Un parco giochi nel degrado: cocci di bottiglie, pezzi di ferro, siringhe infette… di tutto e di più. I bambini del quartiere non hanno altro posto dove andare. Quindi passano in quell’angolo squallido della città i loro pomeriggi. Ferimenti, contusioni, incidenti vari sono all’ordine del giorno. La comunità si accorge – e come potrebbe non accorgersene? – del problema. Si riunisce. Interpella. Riflette. E alla fine decide di potenziare il pronto soccorso e il reparto di pediatria dell’ospedale! Decisione ridicola e assurda. Ma è quella che la nostra società occidentale sta adottando nei confronti della famiglia. La famiglia è in crisi, soffre, si sfascia. E allora che cosa si fa?
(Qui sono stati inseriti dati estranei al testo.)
// ABOUTME: Presentation collaborator interface for showing the validated plan
// ABOUTME: Defines the presenter trait, presentation error conditions, and the UI context
//
// SPDX-License-Identifier: MIT OR Apache-2.0
// Copyright (c) 2025 Workoutkit Bridge Project

//! # Presentation Layer
//!
//! Once validation succeeds, the bridge hands a [`PlanSummary`] to a
//! presenter. Presentation must happen on the UI-owning execution
//! context, so the built-in [`SurfacePresenter`] forwards the summary
//! to a dedicated task over a channel and awaits the reply; the handoff
//! is asynchronous relative to the validation call, whose own result
//! never depends on presentation internals.
//!
//! The surface to present on is found by deterministic traversal from
//! the active window root ([`surface::Surface::topmost`]).

mod presenter;
pub mod surface;

pub use presenter::{SurfacePresenter, UiContext};

use async_trait::async_trait;
use thiserror::Error;

use crate::errors::ErrorCode;
use crate::models::PlanSummary;

/// Conditions owned by the presentation collaborator.
///
/// Neither is a validation error: both mean the composition was valid
/// but the environment could not show it.
#[derive(Debug, Clone, Copy, PartialEq, Eq, Error)]
pub enum PresentationError {
    /// No surface could be located from the active window root
    #[error("Unable to find a presentation surface")]
    NoPresentationSurface,
    /// The presentation interaction failed after a surface was found
    #[error("Failed to present workout preview")]
    PresentationFailed,
}

impl PresentationError {
    /// Stable code for structured logging and wire payloads
    #[must_use]
    pub const fn code(&self) -> ErrorCode {
        match self {
            Self::NoPresentationSurface => ErrorCode::NoPresentationSurface,
            Self::PresentationFailed => ErrorCode::PresentationFailed,
        }
    }
}

/// Collaborator that shows a validated plan to the user.
///
/// Implementations must run the actual presentation on the UI-owning
/// context; callers only await the outcome.
#[async_trait]
pub trait WorkoutPresenter: Send + Sync {
    /// Present the plan summary, reporting completion or the failing
    /// presentation condition.
    async fn present(&self, summary: &PlanSummary) -> Result<(), PresentationError>;
}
Invece di migliorare le politiche famigliari, di promuovere formazione ed educazione, di riproporre i valori che stanno alla base della famiglia, si potenzia il pronto soccorso per le “famiglie allargate” o per le “non famiglie” che tuttavia pretendono di essere considerate tali. Soluzioni miopi e incapaci di guardare ad un prossimo futuro sull’orlo del disfacimento sociale. Questa considerazione non vuole essere un giudizio verso coloro che vivono situazioni famigliari problematiche – me ne guarderei bene! – ma verso quanti vogliono fare del ferito un sano a tutti i costi. Così – senza andare troppo lontano! – si propongono, anche da parte delle istituzioni pubbliche, “convegni” sui diritti negati alle famiglie invisibili e non si muove un dito per quelle visibili che ogni giorno, tra mille fatiche e difficoltà, tentano di reinventarsi in un contesto tutt’altro che semplice. Va bene potenziare il pronto soccorso, ma meglio è mettere in ordine il giardino in modo tale che si possa vivere senza farsi troppo male.

P.R.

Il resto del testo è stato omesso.